We have exposure to economic losses due to interest rate risk arising from changes in the level or volatility of market interest rates. We assess this risk based on changes in interest rates using a sensitivity analysis. The sensitivity analysis measures the potential impact on fair values based on hypothetical changes (increases and decreases) in interest rates.

Our total market risk is influenced by a wide variety of factors including market volatility and the liquidity of the markets. There are certain limitations inherent in the sensitivity analysis presented, including the necessity to conduct the analysis based on a single point in time and the inability to include the complex market reactions that normally would arise from the market shifts modeled.

We used June 30, 2017 market rates on our instruments to perform the sensitivity analysis.

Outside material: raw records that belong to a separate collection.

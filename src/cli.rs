//! Command orchestration for the tidyboard binary.
//!
//! Each command loads configuration, builds a plan for the target directory,
//! shows it, and (unless it is a dry run) commits it and records history so
//! the run can be undone.

use crate::commit::CommitExecutor;
use crate::config::AppConfig;
use crate::destination::ClassificationMode;
use crate::history::OperationLog;
use crate::output::OutputFormatter;
use crate::plan::{Plan, PlanAction, PlanBuilder, Selection};
use crate::rename::{RenameInputs, RenameSpec};
use crate::sync::{DirectoryUploader, SyncEvent, Uploader, spawn_sync};
use crate::undo::UndoManager;
use anyhow::{Context, Result};
use std::path::{Path, PathBuf};
use std::sync::Arc;
use tracing::debug;

/// A command to run against one directory.
#[derive(Debug, Clone)]
pub enum TidyCommand {
    /// Move files into subfolders by type or date.
    Organize {
        /// Overrides the configured mode when set.
        mode: Option<ClassificationMode>,
        dry_run: bool,
    },
    /// Rename files in place from a pattern.
    Rename { inputs: RenameInputs, dry_run: bool },
    /// Revert the last organize or rename.
    Undo,
    /// Copy the directory's files to a sync target directory.
    Sync { target: PathBuf },
}

/// Options shared by all commands.
#[derive(Debug, Clone, Default)]
pub struct RunOptions {
    pub config_path: Option<PathBuf>,
    /// File names to include exclusively.
    pub only: Vec<String>,
    /// File names to leave alone.
    pub skip: Vec<String>,
}

/// Runs `command` on `dir_path`.
///
/// ```no_run
/// use tidyboard::cli::{RunOptions, TidyCommand, run_cli};
/// use std::path::Path;
///
/// let command = TidyCommand::Organize { mode: None, dry_run: true };
/// if let Err(e) = run_cli(command, Path::new("/home/me/Downloads"), &RunOptions::default()) {
///     eprintln!("Error: {:#}", e);
/// }
/// ```
pub fn run_cli(command: TidyCommand, dir_path: &Path, options: &RunOptions) -> Result<()> {
    match command {
        TidyCommand::Undo => undo(dir_path),
        TidyCommand::Sync { target } => sync(dir_path, &target, options),
        TidyCommand::Organize { mode, dry_run } => {
            let config = AppConfig::load(options.config_path.as_deref())?;
            let action = PlanAction::Organize(mode.unwrap_or(config.organize.mode));
            plan_and_commit(&config, action, dir_path, options, dry_run)
        }
        TidyCommand::Rename { inputs, dry_run } => {
            let config = AppConfig::load(options.config_path.as_deref())?;
            let spec = RenameSpec::from_inputs(inputs, &config.rename_defaults());
            let changes_names = spec.uses_counter()
                || spec.find.is_some()
                || spec.prefix.is_some()
                || spec.suffix.is_some();
            if !changes_names {
                OutputFormatter::warning(
                    "No pattern, find/replace, prefix or suffix given; names stay the same.",
                );
            }
            plan_and_commit(&config, PlanAction::Rename(spec), dir_path, options, dry_run)
        }
    }
}

fn plan_and_commit(
    config: &AppConfig,
    action: PlanAction,
    dir_path: &Path,
    options: &RunOptions,
    dry_run: bool,
) -> Result<()> {
    let builder = PlanBuilder::new(config.compile_filters()?, config.classifier()?);
    let selection = Selection::from_names(dir_path, &options.only, &options.skip);
    let plan = builder
        .build(dir_path, &action, &selection)
        .with_context(|| format!("Cannot plan {}", dir_path.display()))?;

    OutputFormatter::plan_preview(&plan);

    if dry_run {
        OutputFormatter::dry_run_notice("No files were modified.");
        return Ok(());
    }

    if plan.pending().next().is_none() {
        OutputFormatter::info("Nothing to do.");
        return Ok(());
    }

    commit(&plan)?;

    let refreshed = builder.recompute(&plan, &action)?;
    debug!(remaining = refreshed.len(), "rebuilt plan after commit");
    OutputFormatter::info(&format!(
        "{} top-level {} left in {}",
        refreshed.len(),
        if refreshed.len() == 1 { "file" } else { "files" },
        dir_path.display()
    ));
    Ok(())
}

fn commit(plan: &Plan) -> Result<()> {
    let pb = OutputFormatter::create_progress_bar(plan.pending().count() as u64);
    let result = CommitExecutor::commit_with_progress(plan, |row, _| {
        pb.set_message(row.entry.name.clone());
        pb.inc(1);
    });
    pb.finish_and_clear();

    OutputFormatter::commit_report(&result);

    if !result.operations.is_empty() {
        let log = OperationLog::with_operations(plan.root().to_path_buf(), result.operations);
        match log.save(plan.root()) {
            Ok(()) => OutputFormatter::info(&format!(
                "History saved. Use 'tidyboard undo {}' to revert changes.",
                plan.root().display()
            )),
            Err(e) => OutputFormatter::warning(&format!("Could not save history: {}", e)),
        }
    }
    Ok(())
}

fn undo(dir_path: &Path) -> Result<()> {
    OutputFormatter::info("Undoing previous changes...");
    let report = UndoManager::undo(dir_path)?;
    OutputFormatter::undo_report(&report);
    Ok(())
}

fn sync(dir_path: &Path, target: &Path, options: &RunOptions) -> Result<()> {
    let config = AppConfig::load(options.config_path.as_deref())?;
    let uploader = Arc::new(DirectoryUploader::new(target));
    let target_name = uploader.name().to_string();

    let handle = spawn_sync(dir_path.to_path_buf(), config.compile_filters()?, uploader);

    let pb = OutputFormatter::create_progress_bar(0);
    for event in handle.events.iter() {
        match event {
            SyncEvent::Started { total, .. } => pb.set_length(total as u64),
            SyncEvent::Uploaded { path } | SyncEvent::Failed { path, .. } => {
                pb.set_message(path.display().to_string());
                pb.inc(1);
            }
            SyncEvent::Finished { .. } => break,
        }
    }
    pb.finish_and_clear();

    let report = handle
        .join()
        .with_context(|| format!("Cannot sync {}", dir_path.display()))?;
    OutputFormatter::sync_report(&target_name, &report);
    Ok(())
}
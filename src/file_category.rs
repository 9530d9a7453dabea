//! Extension-based file categorization.
//!
//! Files are classified by their filename extension only, against an ordered
//! table of categories. The first category whose extension set contains the
//! extension wins; anything unmatched lands in [`FALLBACK_CATEGORY`].
//!
//! # Examples
//!
//! ```
//! use tidyboard::file_category::ExtensionClassifier;
//!
//! let classifier = ExtensionClassifier::default();
//! assert_eq!(classifier.classify(".pdf"), "Documents");
//! assert_eq!(classifier.classify(".JPG"), "Images");
//! assert_eq!(classifier.classify(".xyz"), "Others");
//! ```
use std::collections::HashSet;
use std::path::{Component, Path};

/// Category used when no rule matches an extension.
pub const FALLBACK_CATEGORY: &str = "Others";

/// The built-in categories, in lookup order.
#[derive(Debug, Clone, Copy, PartialEq, Eq, Hash)]
pub enum Category {
    /// Text documents, office files and PDFs
    Documents,
    /// Raster and vector images
    Images,
    /// Video containers
    Videos,
    /// Audio files
    Music,
    /// Compressed archives
    Archives,
    /// Source code and markup
    Code,
}

impl Category {
    /// Every built-in category in table order.
    pub const ALL: [Category; 6] = [
        Category::Documents,
        Category::Images,
        Category::Videos,
        Category::Music,
        Category::Archives,
        Category::Code,
    ];

    /// Returns the directory name for this category.
    ///
    /// # Examples
    ///
    /// ```
    /// use tidyboard::file_category::Category;
    ///
    /// assert_eq!(Category::Images.dir_name(), "Images");
    /// assert_eq!(Category::Music.dir_name(), "Music");
    /// ```
    pub fn dir_name(&self) -> &'static str {
        match self {
            Category::Documents => "Documents",
            Category::Images => "Images",
            Category::Videos => "Videos",
            Category::Music => "Music",
            Category::Archives => "Archives",
            Category::Code => "Code",
        }
    }

    /// Lower-cased extensions (without the dot) belonging to this category.
    pub fn extensions(&self) -> &'static [&'static str] {
        match self {
            Category::Documents => &[
                "pdf", "doc", "docx", "txt", "xlsx", "xls", "pptx", "ppt", "csv", "odt", "ods",
                "odp", "rtf", "md",
            ],
            Category::Images => &[
                "jpg", "jpeg", "png", "svg", "gif", "bmp", "webp", "tiff", "ico", "heic",
            ],
            Category::Videos => &["mp4", "mov", "avi", "mkv", "webm", "wmv", "flv", "3gp"],
            Category::Music => &["mp3", "wav", "flac", "ogg", "aac", "m4a", "wma"],
            Category::Archives => &["zip", "rar", "7z", "tar", "gz", "bz2", "xz"],
            Category::Code => &[
                "py", "html", "css", "js", "ts", "cpp", "c", "h", "hpp", "java", "rs", "go", "sh",
                "json", "xml", "yaml", "yml", "toml",
            ],
        }
    }
}

/// One row of the classification table.
#[derive(Debug, Clone)]
struct CategoryRule {
    name: String,
    extensions: HashSet<String>,
}

/// Maps file extensions to category names.
///
/// Lookup walks the rules in insertion order: rules added with
/// [`ExtensionClassifier::with_category`] are consulted before the built-in
/// table, so configuration can claim an extension the defaults already use.
#[derive(Debug, Clone)]
pub struct ExtensionClassifier {
    custom: Vec<CategoryRule>,
    builtin: Vec<CategoryRule>,
}

impl ExtensionClassifier {
    /// Creates a classifier holding only the built-in table.
    pub fn new() -> Self {
        let builtin = Category::ALL
            .iter()
            .map(|category| CategoryRule {
                name: category.dir_name().to_string(),
                extensions: category.extensions().iter().map(|e| e.to_string()).collect(),
            })
            .collect();

        Self {
            custom: Vec::new(),
            builtin,
        }
    }

    /// Adds a user-defined category ahead of the built-in table.
    ///
    /// Extensions are normalized: lower-cased, leading dot optional.
    pub fn with_category<I, S>(mut self, name: &str, extensions: I) -> Self
    where
        I: IntoIterator<Item = S>,
        S: AsRef<str>,
    {
        self.custom.push(CategoryRule {
            name: name.to_string(),
            extensions: extensions
                .into_iter()
                .map(|ext| normalize_extension(ext.as_ref()))
                .filter(|ext| !ext.is_empty())
                .collect(),
        });
        self
    }

    /// Classifies an extension into a category name.
    ///
    /// Matching is case-insensitive and accepts the extension with or
    /// without its leading dot. Total: every input maps to exactly one
    /// category, [`FALLBACK_CATEGORY`] when nothing matches.
    pub fn classify(&self, extension: &str) -> &str {
        let ext = normalize_extension(extension);
        if ext.is_empty() {
            return FALLBACK_CATEGORY;
        }

        self.custom
            .iter()
            .chain(self.builtin.iter())
            .find(|rule| rule.extensions.contains(&ext))
            .map(|rule| rule.name.as_str())
            .unwrap_or(FALLBACK_CATEGORY)
    }
}

impl Default for ExtensionClassifier {
    fn default() -> Self {
        Self::new()
    }
}

fn normalize_extension(extension: &str) -> String {
    extension
        .strip_prefix('.')
        .unwrap_or(extension)
        .to_lowercase()
}

/// Splits a file name into its stem and extension (dot included).
///
/// The extension starts at the last dot; leading dots belong to the stem,
/// so dot-files such as `.bashrc` have no extension.
///
/// ```
/// use tidyboard::file_category::split_extension;
///
/// assert_eq!(split_extension("report.final.PDF"), ("report.final", ".PDF"));
/// assert_eq!(split_extension(".bashrc"), (".bashrc", ""));
/// assert_eq!(split_extension("README"), ("README", ""));
/// ```
pub fn split_extension(file_name: &str) -> (&str, &str) {
    match file_name.rfind('.') {
        Some(idx) if file_name[..idx].chars().any(|c| c != '.') => file_name.split_at(idx),
        _ => (file_name, ""),
    }
}

/// True when `name` is exactly one ordinary path component: not empty, no
/// separators, not `.` or `..`, not a root or drive prefix.
pub fn is_plain_name(name: &str) -> bool {
    let mut components = Path::new(name).components();
    matches!(
        (components.next(), components.next()),
        (Some(Component::Normal(part)), None) if part == name
    )
}
//! Queued operations and their content hash.

use crate::types::{Address, Bytes, Sequence, B256, U256};
use alloy_primitives::keccak256;
use serde::{Deserialize, Serialize};
use std::fmt;

/// How the target executor applies a call.
#[derive(Debug, Clone, Copy, PartialEq, Eq, Hash, Serialize, Deserialize)]
#[repr(u8)]
pub enum Operation {
    Call = 0,
    DelegateCall = 1,
}

impl Operation {
    pub fn as_u8(self) -> u8 {
        self as u8
    }
}

impl TryFrom<u8> for Operation {
    type Error = u8;

    fn try_from(value: u8) -> Result<Self, Self::Error> {
        match value {
            0 => Ok(Operation::Call),
            1 => Ok(Operation::DelegateCall),
            other => Err(other),
        }
    }
}

impl fmt::Display for Operation {
    fn fmt(&self, f: &mut fmt::Formatter<'_>) -> fmt::Result {
        match self {
            Operation::Call => write!(f, "Call"),
            Operation::DelegateCall => write!(f, "DelegateCall"),
        }
    }
}

/// The operation an entry asks the target executor to perform.
#[derive(Debug, Clone, PartialEq, Eq, Serialize, Deserialize)]
pub struct Call {
    pub target: Address,
    pub value: U256,
    pub payload: Bytes,
    pub operation: Operation,
}

impl Call {
    pub fn new(target: Address, value: U256, payload: impl Into<Bytes>, operation: Operation) -> Self {
        Self {
            target,
            value,
            payload: payload.into(),
            operation,
        }
    }

    /// Plain call with no value attached.
    pub fn simple(target: Address, payload: impl Into<Bytes>) -> Self {
        Self::new(target, U256::ZERO, payload, Operation::Call)
    }
}

/// Content hash recorded for an entry at enqueue time.
///
/// keccak256(target || value || payload || operation || sequence), packed:
/// 20-byte address, 32-byte big-endian value, raw payload, one operation byte,
/// 32-byte big-endian sequence.
pub fn entry_hash(call: &Call, sequence: Sequence) -> B256 {
    let mut buf = Vec::with_capacity(20 + 32 + call.payload.len() + 1 + 32);
    buf.extend_from_slice(call.target.as_slice());
    buf.extend_from_slice(&call.value.to_be_bytes::<32>());
    buf.extend_from_slice(&call.payload);
    buf.push(call.operation.as_u8());
    buf.extend_from_slice(&U256::from(sequence).to_be_bytes::<32>());
    keccak256(buf)
}
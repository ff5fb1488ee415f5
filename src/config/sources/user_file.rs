//! User config file: $XDG_CONFIG_HOME/delayq/config.toml or ~/.config/delayq/config.toml

use config::builder::DefaultState;
use config::{ConfigBuilder, ConfigError, File, FileFormat};
use std::path::PathBuf;
use tracing::debug;

/// Path to the user config file, if a home or XDG directory is known.
pub fn user_config_path() -> Option<PathBuf> {
    if let Some(xdg) = std::env::var_os("XDG_CONFIG_HOME").filter(|v| !v.is_empty()) {
        return Some(PathBuf::from(xdg).join("delayq").join("config.toml"));
    }
    directories::BaseDirs::new().map(|dirs| dirs.home_dir().join(".config").join("delayq").join("config.toml"))
}

/// Add the user config file to the builder if it exists.
pub fn add_to_builder(
    builder: ConfigBuilder<DefaultState>,
) -> Result<ConfigBuilder<DefaultState>, ConfigError> {
    match user_config_path() {
        Some(path) if path.exists() => {
            debug!(config_path = %path.display(), "Loading user configuration");
            Ok(builder.add_source(File::from(path).format(FileFormat::Toml).required(false)))
        }
        Some(path) => {
            debug!(config_path = %path.display(), "No user configuration file");
            Ok(builder)
        }
        None => Ok(builder),
    }
}
//! delayq: Delayed, Budget-Gated Transaction Dispatch
//!
//! A queue of pending operations that may only execute after a cooldown and
//! before an expiration deadline, plus a dispatcher that discovers executable
//! entries, enforces a periodically replenished gas allowance and submits them
//! through a relay.

pub mod abi;
pub mod cli;
pub mod config;
pub mod dispatch;
pub mod error;
pub mod http;
pub mod index;
pub mod ledger;
pub mod local;
pub mod logging;
pub mod queue;
pub mod relay;
pub mod types;
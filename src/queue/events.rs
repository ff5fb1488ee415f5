//! Events emitted by the queue state machine.

use crate::queue::call::Operation;
use crate::types::{Address, Bytes, Sequence, Timestamp, B256, U256};
use serde::{Deserialize, Serialize};

/// A new entry was appended to the queue. Sole integration point for indexers.
#[derive(Debug, Clone, PartialEq, Eq, Serialize, Deserialize)]
pub struct EntryAdded {
    pub sequence: Sequence,
    pub content_hash: B256,
    pub target: Address,
    pub value: U256,
    pub payload: Bytes,
    pub operation: Operation,
    pub timestamp: Timestamp,
}

#[derive(Debug, Clone, PartialEq, Eq, Serialize, Deserialize)]
pub enum QueueEvent {
    Setup {
        owner: Address,
        executor: Address,
    },
    EntryAdded(EntryAdded),
    CooldownSet(u64),
    ExpirationSet(u64),
    TxNonceSet(Sequence),
    AgentAuthorized(Address),
    AgentRevoked(Address),
}
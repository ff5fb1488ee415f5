//! JSON-RPC ledger reader.

use crate::abi::{txCooldownCall, txExpirationCall, txNonceCall};
use crate::error::DispatchError;
use crate::http::{build_http_client, describe_http_error, describe_status};
use crate::ledger::{QueueLedger, QueueSnapshot};
use crate::types::{Address, Bytes, Gas, U256};
use alloy_sol_types::SolCall;
use async_trait::async_trait;
use reqwest::Client;
use serde::{Deserialize, Serialize};
use serde_json::{json, Value};
use std::sync::atomic::{AtomicU64, Ordering};
use std::time::Duration;
use tracing::debug;

/// Single-word view getters read for a snapshot
#[derive(Debug, Clone, Copy)]
enum Getter {
    TxNonce,
    TxCooldown,
    TxExpiration,
}

impl Getter {
    fn name(self) -> &'static str {
        match self {
            Getter::TxNonce => "txNonce",
            Getter::TxCooldown => "txCooldown",
            Getter::TxExpiration => "txExpiration",
        }
    }

    fn calldata(self) -> Vec<u8> {
        match self {
            Getter::TxNonce => txNonceCall {}.abi_encode(),
            Getter::TxCooldown => txCooldownCall {}.abi_encode(),
            Getter::TxExpiration => txExpirationCall {}.abi_encode(),
        }
    }

    fn decode(self, raw: &[u8]) -> alloy_sol_types::Result<U256> {
        match self {
            Getter::TxNonce => txNonceCall::abi_decode_returns(raw, true).map(|r| r._0),
            Getter::TxCooldown => txCooldownCall::abi_decode_returns(raw, true).map(|r| r._0),
            Getter::TxExpiration => txExpirationCall::abi_decode_returns(raw, true).map(|r| r._0),
        }
    }
}

#[derive(Serialize)]
struct RpcRequest<'a> {
    jsonrpc: &'static str,
    id: u64,
    method: &'a str,
    params: Value,
}

#[derive(Deserialize)]
struct RpcResponse {
    result: Option<Value>,
    error: Option<RpcErrorBody>,
}

#[derive(Deserialize)]
struct RpcErrorBody {
    code: i64,
    message: String,
}

/// Reads queue state and estimates costs through an Ethereum JSON-RPC endpoint
pub struct RpcLedger {
    client: Client,
    url: String,
    next_id: AtomicU64,
}

impl RpcLedger {
    pub fn new(url: String, request_timeout: Duration) -> Result<Self, DispatchError> {
        let client = build_http_client(request_timeout).map_err(DispatchError::Ledger)?;
        Ok(Self {
            client,
            url,
            next_id: AtomicU64::new(1),
        })
    }

    async fn request(&self, method: &str, params: Value) -> Result<Value, DispatchError> {
        let body = RpcRequest {
            jsonrpc: "2.0",
            id: self.next_id.fetch_add(1, Ordering::Relaxed),
            method,
            params,
        };

        let response = self
            .client
            .post(&self.url)
            .json(&body)
            .send()
            .await
            .map_err(|e| DispatchError::Ledger(describe_http_error(&e)))?;

        if !response.status().is_success() {
            return Err(DispatchError::Ledger(format!(
                "{} failed with {}",
                method,
                describe_status(response).await
            )));
        }

        let parsed: RpcResponse = response
            .json()
            .await
            .map_err(|e| DispatchError::Ledger(format!("Failed to parse {} response: {}", method, e)))?;

        if let Some(err) = parsed.error {
            return Err(DispatchError::Ledger(format!(
                "{} returned error {}: {}",
                method, err.code, err.message
            )));
        }
        parsed
            .result
            .ok_or_else(|| DispatchError::Ledger(format!("{} returned no result", method)))
    }

    async fn eth_call(&self, instance: Address, data: Vec<u8>) -> Result<Vec<u8>, DispatchError> {
        let params = json!([
            { "to": instance, "data": format!("0x{}", hex::encode(data)) },
            "latest"
        ]);
        let result = self.request("eth_call", params).await?;
        decode_hex_bytes(&result).map_err(DispatchError::Ledger)
    }

    async fn read_u64(&self, instance: Address, getter: Getter) -> Result<u64, DispatchError> {
        let raw = self.eth_call(instance, getter.calldata()).await?;
        let value = getter
            .decode(&raw)
            .map_err(|e| DispatchError::Ledger(format!("Failed to decode {}(): {}", getter.name(), e)))?;
        u256_to_u64(value, getter.name())
    }

    async fn is_deployed(&self, instance: Address) -> Result<bool, DispatchError> {
        let result = self
            .request("eth_getCode", json!([instance, "latest"]))
            .await?;
        let code = decode_hex_bytes(&result).map_err(DispatchError::Ledger)?;
        Ok(!code.is_empty())
    }
}

#[async_trait]
impl QueueLedger for RpcLedger {
    async fn snapshot(&self, instance: Address) -> Result<QueueSnapshot, DispatchError> {
        if !self.is_deployed(instance).await? {
            return Err(DispatchError::ContractNotFound(instance));
        }

        let (tx_nonce, cooldown, expiration) = futures::try_join!(
            self.read_u64(instance, Getter::TxNonce),
            self.read_u64(instance, Getter::TxCooldown),
            self.read_u64(instance, Getter::TxExpiration),
        )?;

        debug!(%instance, tx_nonce, cooldown, expiration, "Read queue snapshot");
        Ok(QueueSnapshot {
            tx_nonce,
            cooldown,
            expiration,
        })
    }

    async fn estimate_cost(&self, instance: Address, data: &Bytes) -> Result<Gas, DispatchError> {
        let tx = json!({
            "to": instance,
            "data": format!("0x{}", hex::encode(data)),
        });
        let result = self
            .request("eth_estimateGas", json!([tx]))
            .await
            .map_err(|e| DispatchError::Estimation(e.to_string()))?;
        parse_quantity(&result).map_err(DispatchError::Estimation)
    }
}

fn decode_hex_bytes(value: &Value) -> Result<Vec<u8>, String> {
    let s = value
        .as_str()
        .ok_or_else(|| format!("expected hex string, got {}", value))?;
    hex::decode(s.trim_start_matches("0x")).map_err(|e| format!("invalid hex {:?}: {}", s, e))
}

fn parse_quantity(value: &Value) -> Result<u64, String> {
    let s = value
        .as_str()
        .ok_or_else(|| format!("expected hex quantity, got {}", value))?;
    u64::from_str_radix(s.trim_start_matches("0x"), 16)
        .map_err(|e| format!("invalid quantity {:?}: {}", s, e))
}

fn u256_to_u64(value: U256, name: &str) -> Result<u64, DispatchError> {
    u64::try_from(value)
        .map_err(|_| DispatchError::Ledger(format!("{}() value {} does not fit in u64", name, value)))
}
//! Config file named on the command line.

use config::builder::DefaultState;
use config::{ConfigBuilder, ConfigError, File, FileFormat};
use std::path::Path;

/// Add `path` as a required TOML source.
pub fn add_to_builder(
    builder: ConfigBuilder<DefaultState>,
    path: &Path,
) -> Result<ConfigBuilder<DefaultState>, ConfigError> {
    if !path.exists() {
        return Err(ConfigError::Message(format!(
            "Configuration file not found: {}",
            path.display()
        )));
    }
    Ok(builder.add_source(File::from(path).format(FileFormat::Toml).required(true)))
}
//! CLI domain: parse, route and output only.
//! No dispatch logic; the route table wires configured services into a dispatcher.

mod output;
mod parse;
mod route;

pub use output::{format_cursor, format_outcome, map_error};
pub use parse::{Cli, Commands, OutputFormat};
pub use route::{current_timestamp, RunContext};
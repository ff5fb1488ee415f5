//! Relay service: submits a payload to a queue instance on the dispatcher's behalf.

pub mod http;

pub use http::SponsoredRelay;

use crate::error::DispatchError;
use crate::types::{Address, Bytes, Gas};
use async_trait::async_trait;

/// One relay submission
#[derive(Debug, Clone, PartialEq, Eq)]
pub struct RelayRequest {
    pub target: Address,
    pub data: Bytes,
    /// Budget hint forwarded to the relay (the estimated cost)
    pub gas_limit: Gas,
}

/// Acknowledgement of an accepted submission
#[derive(Debug, Clone, PartialEq, Eq)]
pub struct RelayReceipt {
    pub task_id: String,
}

#[async_trait]
pub trait RelayService: Send + Sync {
    /// Submit `request`. Any error aborts the dispatcher run.
    async fn submit(&self, request: RelayRequest) -> Result<RelayReceipt, DispatchError>;
}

The estimates are based on the market risk sensitivity and assume instantaneous, parallel shifts in interest rate yield curves. Management uses sensitivity analysis, such as those summarized below, based on a hypothetical 25 basis point increase or decrease in interest rates, to monitor the risks associated with changes in interest rates. We believe the use of a 50 basis point shift up and down (100 basis point range) is appropriate given the relatively short time period that the mortgage loans pipeline is held on our balance sheet and exposed to interest rate risk (during the processing, underwriting and closing stages of the mortgage loans which can last up to approximately 60 days). We also actively manage our risk management strategy for our mortgage loans pipeline (through the use of economic hedges such as forward loan sale commitments and mandatory delivery commitments) and generally adjust our hedging position daily. In analyzing the interest rate risks associated with our MSRs, management also uses multiple sensitivity analyses (hypothetical 25 and 50 basis point increases and decreases) to review the interest rate risk associated with our MSRs.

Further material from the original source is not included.